TASK INSTRUCTIONS: The answer must be a single number: how many lines of the records below hold the word "await".

___ INPUT MATERIAL

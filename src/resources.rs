//! Cgroup v2 resource controls for jobs.
//!
//! Every job gets its own control group under a parent directory, with fixed
//! CPU, memory, and block-I/O ceilings. The group's directory handle is kept
//! open so the child can be cloned directly into the group, and `cgroup.kill`
//! gives the kernel-level kill primitive used by stop.

use std::fs::{self, File, OpenOptions};
use std::io;
use std::os::fd::{AsRawFd, RawFd};
use std::os::unix::fs::{MetadataExt, OpenOptionsExt};
use std::path::{Path, PathBuf};
use std::sync::{Mutex, PoisonError};

use thiserror::Error;
use uuid::Uuid;

/// Default parent directory for per-job control groups.
pub const DEFAULT_PARENT: &str = "/sys/fs/cgroup/teleworker";

const CGROUP_ROOT: &str = "/sys/fs/cgroup";

// Uniform limits for every job: 1 full core (100ms quota per 100ms period),
// 500 MiB of memory, 5 MiB/s of read and write block I/O.
const CPU_MAX: &str = "100000 100000";
const MEMORY_MAX: &str = "524288000";
const IO_BPS: u64 = 5_242_880;

#[derive(Debug, Error)]
pub enum ResourceError {
    #[error("cgroup v2 not available: {0}")]
    Unavailable(#[source] io::Error),

    #[error("failed to create cgroup directory {path}: {source}")]
    CreateDir {
        path: PathBuf,
        #[source]
        source: io::Error,
    },

    #[error("failed to write {path}: {source}")]
    WriteFile {
        path: PathBuf,
        #[source]
        source: io::Error,
    },

    #[error("failed to open cgroup directory {path}: {source}")]
    OpenDir {
        path: PathBuf,
        #[source]
        source: io::Error,
    },

    #[error("failed to remove cgroup directory {path}: {source}")]
    RemoveDir {
        path: PathBuf,
        #[source]
        source: io::Error,
    },
}

/// Creates and configures per-job control groups under one parent directory.
#[derive(Debug)]
pub struct Manager {
    parent_path: PathBuf,
}

impl Manager {
    /// Verifies cgroup v2 is available, reaps anything left over from a
    /// previous run of the same parent, creates the parent directory, and
    /// enables the cpu/memory/io controllers for child groups.
    pub fn new(parent_path: impl Into<PathBuf>) -> Result<Self, ResourceError> {
        let parent_path = parent_path.into();

        if let Err(err) = fs::metadata(Path::new(CGROUP_ROOT).join("cgroup.controllers")) {
            return Err(ResourceError::Unavailable(err));
        }

        // Kill stale processes and remove directories left over from a
        // previous run (e.g. if the server was killed with SIGKILL).
        cleanup_stale_dir(&parent_path);

        fs::create_dir_all(&parent_path).map_err(|source| ResourceError::CreateDir {
            path: parent_path.clone(),
            source,
        })?;

        write_cgroup_file(&parent_path.join("cgroup.subtree_control"), "+cpu +memory +io")?;

        Ok(Self { parent_path })
    }

    /// The parent directory this manager owns.
    pub fn parent_path(&self) -> &Path {
        &self.parent_path
    }

    /// Creates a control group for the given job, writes the resource limits,
    /// and opens a directory handle for use with `CLONE_INTO_CGROUP`.
    pub fn create_cgroup(&self, job_id: Uuid) -> Result<Cgroup, ResourceError> {
        let path = self.parent_path.join(job_id.to_string());
        fs::create_dir(&path).map_err(|source| ResourceError::CreateDir {
            path: path.clone(),
            source,
        })?;

        if let Err(err) = write_cgroup_file(&path.join("cpu.max"), CPU_MAX) {
            remove_dir_logged(&path);
            return Err(err);
        }

        if let Err(err) = write_cgroup_file(&path.join("memory.max"), MEMORY_MAX) {
            remove_dir_logged(&path);
            return Err(err);
        }

        // io.max is best-effort: the limit targets the block device backing
        // `/`, and layouts like device-mapper or multi-device filesystems can
        // reject the write. A job without an io ceiling is still usable.
        match root_io_max() {
            Ok(io_max) => {
                if let Err(err) = fs::write(path.join("io.max"), &io_max) {
                    tracing::warn!(
                        path = %path.display(),
                        payload = %io_max,
                        error = %err,
                        "failed to set io.max"
                    );
                }
            }
            Err(err) => {
                tracing::warn!(error = %err, "failed to resolve io.max device");
            }
        }

        let dir = OpenOptions::new()
            .read(true)
            .custom_flags(libc::O_DIRECTORY)
            .open(&path)
            .map_err(|source| {
                remove_dir_logged(&path);
                ResourceError::OpenDir {
                    path: path.clone(),
                    source,
                }
            })?;

        Ok(Cgroup {
            path,
            dir: Mutex::new(Some(dir)),
        })
    }

    /// Best-effort teardown of the parent directory and any remaining child
    /// groups. Used by tests; the server relies on the stale sweep at the
    /// next startup instead.
    pub fn cleanup(&self) {
        cleanup_stale_dir(&self.parent_path);
    }
}

/// A single job's control group.
#[derive(Debug)]
pub struct Cgroup {
    path: PathBuf,
    dir: Mutex<Option<File>>,
}

impl Cgroup {
    /// The group's directory path.
    pub fn path(&self) -> &Path {
        &self.path
    }

    /// The directory file descriptor for atomic child placement at clone
    /// time. `None` once [`cleanup`](Cgroup::cleanup) has run.
    pub fn fd(&self) -> Option<RawFd> {
        self.dir
            .lock()
            .unwrap_or_else(PoisonError::into_inner)
            .as_ref()
            .map(|f| f.as_raw_fd())
    }

    /// Writes `1` to `cgroup.kill`, which makes the kernel SIGKILL every
    /// process in the group. Succeeds on an empty group.
    pub fn kill(&self) -> io::Result<()> {
        fs::write(self.path.join("cgroup.kill"), "1")
    }

    /// Closes the directory handle and removes the group directory.
    pub fn cleanup(&self) -> Result<(), ResourceError> {
        drop(
            self.dir
                .lock()
                .unwrap_or_else(PoisonError::into_inner)
                .take(),
        );
        fs::remove_dir(&self.path).map_err(|source| ResourceError::RemoveDir {
            path: self.path.clone(),
            source,
        })
    }
}

fn write_cgroup_file(path: &Path, content: &str) -> Result<(), ResourceError> {
    fs::write(path, content).map_err(|source| ResourceError::WriteFile {
        path: path.to_path_buf(),
        source,
    })
}

fn remove_dir_logged(path: &Path) {
    if let Err(err) = fs::remove_dir(path) {
        tracing::warn!(path = %path.display(), error = %err, "failed to remove cgroup directory");
    }
}

/// Kills any processes in the directory's cgroup subtree and removes the
/// tree. Errors are logged as warnings; an unclean previous shutdown must not
/// prevent startup.
fn cleanup_stale_dir(dir: &Path) {
    // A write failure means the directory does not exist yet.
    if fs::write(dir.join("cgroup.kill"), "1").is_err() {
        return;
    }

    let entries = match fs::read_dir(dir) {
        Ok(entries) => entries,
        Err(_) => return,
    };
    for entry in entries.flatten() {
        if !entry.file_type().is_ok_and(|t| t.is_dir()) {
            continue;
        }
        if let Err(err) = fs::remove_dir(entry.path()) {
            tracing::warn!(
                path = %entry.path().display(),
                error = %err,
                "failed to remove stale child cgroup"
            );
        }
    }
    if let Err(err) = fs::remove_dir(dir) {
        tracing::warn!(path = %dir.display(), error = %err, "failed to remove stale parent cgroup");
    }
}

/// Builds the `io.max` payload for the block device backing `/`.
///
/// The filesystem device's major number is paired with minor 0; on
/// multi-device or device-mapper setups this may name the wrong device, which
/// is why the caller treats the write as best-effort.
fn root_io_max() -> io::Result<String> {
    let meta = fs::metadata("/")?;
    let major = libc::major(meta.dev());
    Ok(format!("{major}:0 rbps={IO_BPS} wbps={IO_BPS}"))
}
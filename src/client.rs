//! Typed gRPC client for the TeleWorker service.

use thiserror::Error;
use tonic::transport::{Channel, ClientTlsConfig};
use tonic::Streaming;

use crate::job::JobStatus;
use crate::proto::tele_worker_client::TeleWorkerClient;
use crate::proto::{
    GetJobStatusRequest, JobStatus as ProtoJobStatus, JobType as ProtoJobType, StartJobRequest,
    StopJobRequest, StreamOutputRequest, StreamOutputResponse,
};

#[derive(Debug, Error)]
pub enum ClientError {
    #[error("invalid server address: {0}")]
    Address(String),

    #[error("transport error: {0}")]
    Transport(#[from] tonic::transport::Error),

    #[error("rpc failed: {0}")]
    Rpc(#[from] tonic::Status),

    #[error("server returned unknown job status {0}")]
    UnknownStatus(i32),
}

/// A connection to a TeleWorker server over mutual TLS. Cloning is cheap
/// and clones share the underlying channel.
#[derive(Clone)]
pub struct Client {
    inner: TeleWorkerClient<Channel>,
}

impl Client {
    /// Connects to `addr` (host:port) using the given TLS configuration.
    pub async fn connect(addr: &str, tls: ClientTlsConfig) -> Result<Self, ClientError> {
        let endpoint = Channel::from_shared(format!("https://{addr}"))
            .map_err(|err| ClientError::Address(err.to_string()))?
            .tls_config(tls)?;
        let channel = endpoint.connect().await?;
        Ok(Self {
            inner: TeleWorkerClient::new(channel),
        })
    }

    /// Starts a job and returns its id.
    pub async fn start_job(
        &mut self,
        command: String,
        args: Vec<String>,
    ) -> Result<String, ClientError> {
        let response = self
            .inner
            .start_job(StartJobRequest {
                command,
                args,
                job_type: ProtoJobType::Local as i32,
            })
            .await?;
        Ok(response.into_inner().job_id)
    }

    /// Returns the job's status and, once it has exited, its exit code.
    pub async fn job_status(
        &mut self,
        job_id: &str,
    ) -> Result<(JobStatus, Option<i32>), ClientError> {
        let response = self
            .inner
            .get_job_status(GetJobStatusRequest {
                job_id: job_id.to_string(),
            })
            .await?
            .into_inner();
        let status = status_from_proto(response.status)?;
        Ok((status, response.exit_code))
    }

    /// Stops a running job.
    pub async fn stop_job(&mut self, job_id: &str) -> Result<(), ClientError> {
        self.inner
            .stop_job(StopJobRequest {
                job_id: job_id.to_string(),
            })
            .await?;
        Ok(())
    }

    /// Opens a stream over the job's combined stdout/stderr, from byte 0.
    pub async fn stream_output(
        &mut self,
        job_id: &str,
    ) -> Result<Streaming<StreamOutputResponse>, ClientError> {
        let response = self
            .inner
            .stream_output(StreamOutputRequest {
                job_id: job_id.to_string(),
            })
            .await?;
        Ok(response.into_inner())
    }
}

fn status_from_proto(status: i32) -> Result<JobStatus, ClientError> {
    match ProtoJobStatus::try_from(status) {
        Ok(ProtoJobStatus::Submitted) => Ok(JobStatus::Submitted),
        Ok(ProtoJobStatus::Running) => Ok(JobStatus::Running),
        Ok(ProtoJobStatus::Success) => Ok(JobStatus::Success),
        Ok(ProtoJobStatus::Failed) => Ok(JobStatus::Failed),
        Ok(ProtoJobStatus::Killed) => Ok(JobStatus::Killed),
        _ => Err(ClientError::UnknownStatus(status)),
    }
}
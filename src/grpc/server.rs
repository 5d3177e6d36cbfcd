use std::net::SocketAddr;
use std::sync::Arc;

use tokio_util::sync::CancellationToken;
use tonic::transport::Server;

use crate::grpc::TeleWorkerService;
use crate::proto::tele_worker_server::TeleWorkerServer;
use crate::tls::TlsIdentity;
use crate::worker::Worker;

/// The TeleWorker gRPC server with mutual TLS.
pub struct GrpcServer {
    addr: SocketAddr,
    worker: Arc<Worker>,
    tls: TlsIdentity,
    shutdown: CancellationToken,
}

impl GrpcServer {
    pub fn new(
        addr: SocketAddr,
        worker: Arc<Worker>,
        tls: TlsIdentity,
        shutdown: CancellationToken,
    ) -> Self {
        Self {
            addr,
            worker,
            tls,
            shutdown,
        }
    }

    /// Serves until the shutdown token fires, then closes all job output
    /// buffers (unblocking in-flight streams) and drains gracefully.
    pub async fn run(self) -> Result<(), tonic::transport::Error> {
        let service = TeleWorkerService::new(Arc::clone(&self.worker));

        tracing::info!(addr = %self.addr, "starting gRPC server");

        let worker = self.worker;
        let shutdown = self.shutdown;
        Server::builder()
            .tls_config(self.tls.server_tls_config())?
            .add_service(TeleWorkerServer::new(service))
            .serve_with_shutdown(self.addr, async move {
                shutdown.cancelled().await;
                tracing::info!("draining server, unblocking output streams");
                worker.shutdown().await;
            })
            .await
    }
}
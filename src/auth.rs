//! Caller identity, extracted from the verified client TLS certificate.

use tonic::{Request, Status};
use x509_parser::prelude::*;

/// Role carried in the first OU of the certificate subject. Anything other
/// than `admin` is a regular user.
#[derive(Debug, Clone, Copy, PartialEq, Eq)]
pub enum Role {
    User,
    Admin,
}

/// The authenticated caller: CN from the certificate subject is the
/// username, the first OU the role.
#[derive(Debug, Clone, PartialEq, Eq)]
pub struct Identity {
    pub username: String,
    pub role: Role,
}

impl Identity {
    pub fn is_admin(&self) -> bool {
        self.role == Role::Admin
    }
}

/// Extracts the caller's identity from the request's verified peer
/// certificate chain.
pub fn identity_from_request<T>(request: &Request<T>) -> Result<Identity, Status> {
    let certs = request
        .peer_certs()
        .ok_or_else(|| Status::permission_denied("peer is not using mTLS"))?;
    let leaf = certs
        .first()
        .ok_or_else(|| Status::permission_denied("no verified client certificate"))?;
    identity_from_der(leaf.as_ref())
}

/// Parses a DER certificate's subject into an [`Identity`].
pub fn identity_from_der(der: &[u8]) -> Result<Identity, Status> {
    let (_, cert) = X509Certificate::from_der(der).map_err(|err| {
        tracing::warn!(error = %err, "failed to parse peer certificate");
        Status::permission_denied("invalid client certificate")
    })?;

    let subject = cert.subject();
    let username = subject
        .iter_common_name()
        .next()
        .and_then(|cn| cn.as_str().ok())
        .unwrap_or_default()
        .to_string();
    let role = match subject
        .iter_organizational_unit()
        .next()
        .and_then(|ou| ou.as_str().ok())
    {
        Some("admin") => Role::Admin,
        _ => Role::User,
    };

    Ok(Identity { username, role })
}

______

ANSWER AREA: 8